Although Lennon had many clerical antecedents, including O Leannain/O Luinin lay abbots (erenaghs) at County Fermanagh monasteries, Reverend George Crolly of Maynooth and noted Roman Catholic Archbishop Primate of Ireland (1835–1849) William Crolly, he was critical of the "special position" of the Catholic Church in Free State Ireland. Lennon also spoke out against the Church and the Ancient Order of Hibernians for their positive outlook on the Fascists in 1936 Spain.

Introduced to May Sibbald (b.1909), by May's brother in law Geoffrey Coulter, the pair were married outside the Roman Catholic Church (York Road Presbyterian Church, Dun Laoghaire). May was the secretary to Government Minister Sean MacEntee, Fianna Fáil T.D. In seeming violation of the Ne Temere, their only child, Ivan, was baptized as a Presbyterian in Dún Laoghaire.

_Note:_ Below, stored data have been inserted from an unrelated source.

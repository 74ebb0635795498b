//! Service-layer errors.
//!
//! Distinct from [`sw_graph::Rejection`]: a rejection is the expected
//! user-facing outcome of a bad submission, while these are infrastructure
//! failures around loading and encoding requests.

use std::path::PathBuf;

pub type ConsoleResult<T> = Result<T, ConsoleError>;

#[derive(thiserror::Error, Debug)]
pub enum ConsoleError {
    #[error("failed to read request file {path}: {source}")]
    RequestFileRead {
        path: PathBuf,
        source: std::io::Error,
    },

    #[error("failed to parse request YAML: {0}")]
    RequestParse(#[from] serde_yaml::Error),

    #[error("store error: {0}")]
    Store(#[from] sw_store::StoreError),
}
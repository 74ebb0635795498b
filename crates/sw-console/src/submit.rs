//! The submit pipeline.

use sw_graph::{EntityError, Rejection, ValidatedAxis, validate};
use sw_store::{GraphId, GraphRecord, GraphStore, MetricRegistry, StoredAxis, StoredItem};

use crate::session::{SubmitRequest, build_config};

/// Validate a raw submission and commit it.
///
/// The store is only touched after field validation, the items gate, and
/// every metric reference have all passed, so any rejection leaves the store
/// fingerprint byte-identical.
pub fn submit_graph(
    request: &SubmitRequest,
    store: &mut GraphStore,
    registry: &dyn MetricRegistry,
) -> Result<GraphId, Rejection> {
    let config = build_config(request);
    let validated = validate(&config, request.prototype).inspect_err(|rejection| {
        tracing::debug!(header = %rejection.header, count = rejection.details.len(), "submission rejected");
    })?;

    let mut items = Vec::with_capacity(config.items.len());
    for item in &config.items {
        let metric = resolve(registry, &item.metric, request.prototype)?;
        items.push(StoredItem {
            metric,
            function: item.function,
            style: item.style,
            side: item.side,
            color: item.color.clone(),
            role: item.role,
        });
    }
    let ymin = resolve_axis(&validated.ymin, registry, request.prototype)?;
    let ymax = resolve_axis(&validated.ymax, registry, request.prototype)?;

    let record = GraphRecord {
        name: validated.name,
        kind: config.kind,
        width: validated.width,
        height: validated.height,
        show_legend: config.show_legend,
        show_work_period: config.show_work_period,
        show_triggers: config.show_triggers,
        show_3d: config.show_3d,
        percent_left: validated.percent_left,
        percent_right: validated.percent_right,
        ymin,
        ymax,
        items,
    };
    let id = store.commit(record);
    tracing::info!(%id, "graph accepted");
    Ok(id)
}

fn resolve(
    registry: &dyn MetricRegistry,
    metric: &str,
    prototype: bool,
) -> Result<sw_store::MetricId, Rejection> {
    registry.resolve_metric(metric).ok_or_else(|| {
        let error = EntityError::UnknownMetric {
            metric: metric.to_string(),
        };
        tracing::debug!(metric, "unresolved metric reference");
        Rejection::from_entity_error(prototype, &error)
    })
}

fn resolve_axis(
    axis: &ValidatedAxis,
    registry: &dyn MetricRegistry,
    prototype: bool,
) -> Result<StoredAxis, Rejection> {
    match axis {
        ValidatedAxis::Calculated => Ok(StoredAxis::Calculated),
        ValidatedAxis::Fixed(value) => Ok(StoredAxis::Fixed { value: *value }),
        ValidatedAxis::Item(metric) => {
            let metric = resolve(registry, metric, prototype)?;
            Ok(StoredAxis::Item { metric })
        }
    }
}
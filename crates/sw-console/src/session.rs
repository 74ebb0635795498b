//! Raw submit requests and entity assembly.

use std::collections::BTreeMap;
use std::path::Path;

use serde::{Deserialize, Serialize};

use sw_graph::{AxisBoundMode, GraphConfig, GraphItem, GraphKind};

use crate::error::{ConsoleError, ConsoleResult};

/// A raw form value as posted: text inputs arrive as strings, checkboxes as
/// booleans.
#[derive(Debug, Clone, PartialEq, Serialize, Deserialize)]
#[serde(untagged)]
pub enum RawValue {
    Flag(bool),
    Text(String),
}

impl RawValue {
    fn as_text(&self) -> Option<&str> {
        match self {
            RawValue::Text(text) => Some(text),
            RawValue::Flag(_) => None,
        }
    }

    fn as_flag(&self) -> Option<bool> {
        match self {
            RawValue::Flag(flag) => Some(*flag),
            RawValue::Text(_) => None,
        }
    }
}

/// One full submission as the frontend posts it.
#[derive(Debug, Clone, PartialEq, Serialize, Deserialize)]
pub struct SubmitRequest {
    pub graph_type: GraphKind,
    #[serde(default)]
    pub prototype: bool,
    #[serde(default)]
    pub fields: BTreeMap<String, RawValue>,
    #[serde(default)]
    pub items: Vec<GraphItem>,
}

/// Load a submit request from a YAML file.
pub fn load_request(path: &Path) -> ConsoleResult<SubmitRequest> {
    let content = std::fs::read_to_string(path).map_err(|e| ConsoleError::RequestFileRead {
        path: path.to_path_buf(),
        source: e,
    })?;
    let request = serde_yaml::from_str(&content)?;
    Ok(request)
}

/// Assemble the entity from the raw field map.
///
/// Discriminant fields (percentile checkboxes, axis modes, the prototype
/// discover flag) are applied first; dependent values are then admitted only
/// when the resulting form actually renders their input. A raw value posted
/// for a hidden or non-existent field never reaches the entity.
pub fn build_config(request: &SubmitRequest) -> GraphConfig {
    let mut config = GraphConfig::with_kind(request.graph_type);
    let fields = &request.fields;
    let text = |key: &str| fields.get(key).and_then(RawValue::as_text);
    let flag = |key: &str| fields.get(key).and_then(RawValue::as_flag);

    if let Some(name) = text("name") {
        config.name = name.to_string();
    }
    if let Some(width) = text("width") {
        config.width = width.to_string();
    }
    if let Some(height) = text("height") {
        config.height = height.to_string();
    }
    if let Some(show) = flag("show_legend") {
        config.show_legend = show;
    }
    if matches!(config.kind, GraphKind::Normal | GraphKind::Stacked) {
        if let Some(show) = flag("show_work_period") {
            config.show_work_period = show;
        }
        if let Some(show) = flag("show_triggers") {
            config.show_triggers = show;
        }
    }
    if config.kind.is_pie_family()
        && let Some(show) = flag("show_3d")
    {
        config.show_3d = show;
    }

    if config.kind == GraphKind::Normal {
        if let Some(checked) = flag("visible_percent_left") {
            config.percent_left.toggle.checked = checked;
        }
        if let Some(checked) = flag("visible_percent_right") {
            config.percent_right.toggle.checked = checked;
        }
        apply_axis_mode(&mut config.ymin, text("ymin_type"));
        apply_axis_mode(&mut config.ymax, text("ymax_type"));

        if config.percent_left.toggle.checked
            && let Some(value) = text("percent_left")
        {
            config.percent_left.value = value.to_string();
        }
        if config.percent_right.toggle.checked
            && let Some(value) = text("percent_right")
        {
            config.percent_right.value = value.to_string();
        }
        apply_axis_value(&mut config.ymin, text("yaxismin"), text("ymin_name"));
        apply_axis_value(&mut config.ymax, text("yaxismax"), text("ymax_name"));
    }

    if request.prototype {
        config.discover = flag("discover");
    }

    config.items = request.items.clone();
    config
}

fn apply_axis_mode(bound: &mut sw_graph::AxisBound, raw: Option<&str>) {
    let Some(raw) = raw else { return };
    match raw.parse::<AxisBoundMode>() {
        Ok(mode) => bound.set_mode(mode),
        Err(reason) => tracing::warn!(%reason, "ignoring axis mode"),
    }
}

fn apply_axis_value(bound: &mut sw_graph::AxisBound, fixed: Option<&str>, item: Option<&str>) {
    match bound.mode() {
        AxisBoundMode::Fixed => {
            if let Some(value) = fixed {
                bound.set_fixed_value(value);
            }
        }
        AxisBoundMode::Item => {
            if let Some(metric) = item {
                bound.set_item(metric);
            }
        }
        AxisBoundMode::Calculated => {}
    }
}
//! Persisted row types.

use core::num::NonZeroU64;

use serde::{Deserialize, Serialize};
use uuid::Uuid;

use sw_graph::{DrawFunction, DrawStyle, GraphKind, ItemRole, YAxisSide};

/// Identifier of a metric in the registry.
pub type MetricId = Uuid;

/// 1-based identifier of a committed graph row.
///
/// NonZero keeps `Option<GraphId>` the same size as `GraphId`.
#[derive(
    Clone, Copy, PartialEq, Eq, Hash, PartialOrd, Ord, Serialize, Deserialize,
)]
#[serde(transparent)]
pub struct GraphId(NonZeroU64);

impl GraphId {
    pub fn new(raw: u64) -> Option<Self> {
        NonZeroU64::new(raw).map(Self)
    }

    pub fn get(self) -> u64 {
        self.0.get()
    }
}

impl From<NonZeroU64> for GraphId {
    fn from(raw: NonZeroU64) -> Self {
        Self(raw)
    }
}

impl std::fmt::Debug for GraphId {
    fn fmt(&self, f: &mut std::fmt::Formatter<'_>) -> std::fmt::Result {
        write!(f, "GraphId({})", self.0)
    }
}

impl std::fmt::Display for GraphId {
    fn fmt(&self, f: &mut std::fmt::Formatter<'_>) -> std::fmt::Result {
        write!(f, "{}", self.0)
    }
}

/// A committed graph definition with every reference resolved.
#[derive(Debug, Clone, PartialEq, Serialize, Deserialize)]
pub struct GraphRecord {
    pub name: String,
    pub kind: GraphKind,
    pub width: u32,
    pub height: u32,
    pub show_legend: bool,
    pub show_work_period: bool,
    pub show_triggers: bool,
    pub show_3d: bool,
    #[serde(default, skip_serializing_if = "Option::is_none")]
    pub percent_left: Option<f64>,
    #[serde(default, skip_serializing_if = "Option::is_none")]
    pub percent_right: Option<f64>,
    pub ymin: StoredAxis,
    pub ymax: StoredAxis,
    pub items: Vec<StoredItem>,
}

/// Resolved axis bound as stored.
#[derive(Debug, Clone, PartialEq, Serialize, Deserialize)]
#[serde(tag = "type")]
pub enum StoredAxis {
    Calculated,
    Fixed { value: f64 },
    Item { metric: MetricId },
}

#[derive(Debug, Clone, PartialEq, Serialize, Deserialize)]
pub struct StoredItem {
    pub metric: MetricId,
    pub function: DrawFunction,
    pub style: DrawStyle,
    pub side: YAxisSide,
    #[serde(default, skip_serializing_if = "Option::is_none")]
    pub color: Option<String>,
    pub role: ItemRole,
}
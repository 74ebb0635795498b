//! Content-based fingerprinting of the store.

use sha2::{Digest, Sha256};

use crate::StoreResult;
use crate::types::{GraphId, GraphRecord};

/// Hash all rows in id order into a hex digest.
///
/// The fingerprint covers row content only, so two stores holding the same
/// committed rows compare equal and any rejected submission leaves the
/// digest byte-identical.
pub fn compute_fingerprint<'a, I>(rows: I) -> StoreResult<String>
where
    I: IntoIterator<Item = (GraphId, &'a GraphRecord)>,
{
    let mut hasher = Sha256::new();

    for (id, record) in rows {
        hasher.update(id.get().to_be_bytes());
        let row_json = serde_json::to_string(record)?;
        hasher.update(row_json.as_bytes());
    }

    let result = hasher.finalize();
    Ok(format!("{:x}", result))
}
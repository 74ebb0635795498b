//! Visibility and mandatoriness projection types.
//!
//! Forms are projected into per-field [`FieldState`] flags that a UI binding
//! (or a conformance harness) consumes directly. The projection is pure:
//! recomputing it for the same inputs yields the same flags.

/// Render flags for one dependent field group.
#[derive(Debug, Clone, Copy, PartialEq, Eq)]
pub struct GroupState {
    pub visible: bool,
    pub mandatory: bool,
}

impl GroupState {
    pub const HIDDEN: GroupState = GroupState {
        visible: false,
        mandatory: false,
    };

    pub const SHOWN: GroupState = GroupState {
        visible: true,
        mandatory: true,
    };
}

/// Full render flags for one form field.
///
/// `exists == false` means the field is absent from the rendered form
/// altogether (not merely hidden); the remaining flags are then false.
#[derive(Debug, Clone, Copy, PartialEq, Eq)]
pub struct FieldState {
    pub exists: bool,
    pub visible: bool,
    pub enabled: bool,
    pub mandatory: bool,
}

impl FieldState {
    pub const ABSENT: FieldState = FieldState {
        exists: false,
        visible: false,
        enabled: false,
        mandatory: false,
    };

    /// A plain always-on field.
    pub fn shown(mandatory: bool) -> FieldState {
        FieldState {
            exists: true,
            visible: true,
            enabled: true,
            mandatory,
        }
    }

    /// Hidden fields are also disabled so they cannot submit a value.
    pub const HIDDEN: FieldState = FieldState {
        exists: true,
        visible: false,
        enabled: false,
        mandatory: false,
    };

    pub fn from_group(group: GroupState) -> FieldState {
        if group.visible {
            FieldState::shown(group.mandatory)
        } else {
            FieldState::HIDDEN
        }
    }
}

/// Checkbox-gated dependent input.
///
/// The input is visible and mandatory exactly while the checkbox is checked.
/// Unchecking hides it and excludes its value from validation and submission,
/// but does not erase what was typed.
#[derive(Debug, Clone, Copy, Default, PartialEq, Eq)]
pub struct Toggle {
    pub checked: bool,
}

impl Toggle {
    pub fn new(checked: bool) -> Self {
        Self { checked }
    }

    pub fn state(&self) -> GroupState {
        if self.checked {
            GroupState::SHOWN
        } else {
            GroupState::HIDDEN
        }
    }
}

#[cfg(test)]
mod tests {
    use super::*;

    #[test]
    fn toggle_tracks_checkbox() {
        assert_eq!(Toggle::new(true).state(), GroupState::SHOWN);
        assert_eq!(Toggle::new(false).state(), GroupState::HIDDEN);
        assert_eq!(Toggle::default().state(), GroupState::HIDDEN);
    }

    #[test]
    fn hidden_field_is_disabled() {
        let state = FieldState::from_group(GroupState::HIDDEN);
        assert!(state.exists);
        assert!(!state.visible);
        assert!(!state.enabled);
        assert!(!state.mandatory);
    }

    #[test]
    fn absent_field_has_no_flags() {
        assert!(!FieldState::ABSENT.exists);
        assert!(!FieldState::ABSENT.visible);
    }
}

During the "Emergency" World War II period he made contact with English Poet Laureate to be John Betjeman who, as a British Embassy "press attache", had earlier been marked for assassination as a spy by the I.R.A. Betjeman had written a number of poems based on his experiences in West Waterford including The Irish Unionist's Farewell to Greta Hellstrom, which ended each stanza with the refrain "... Dungarvan in the rain".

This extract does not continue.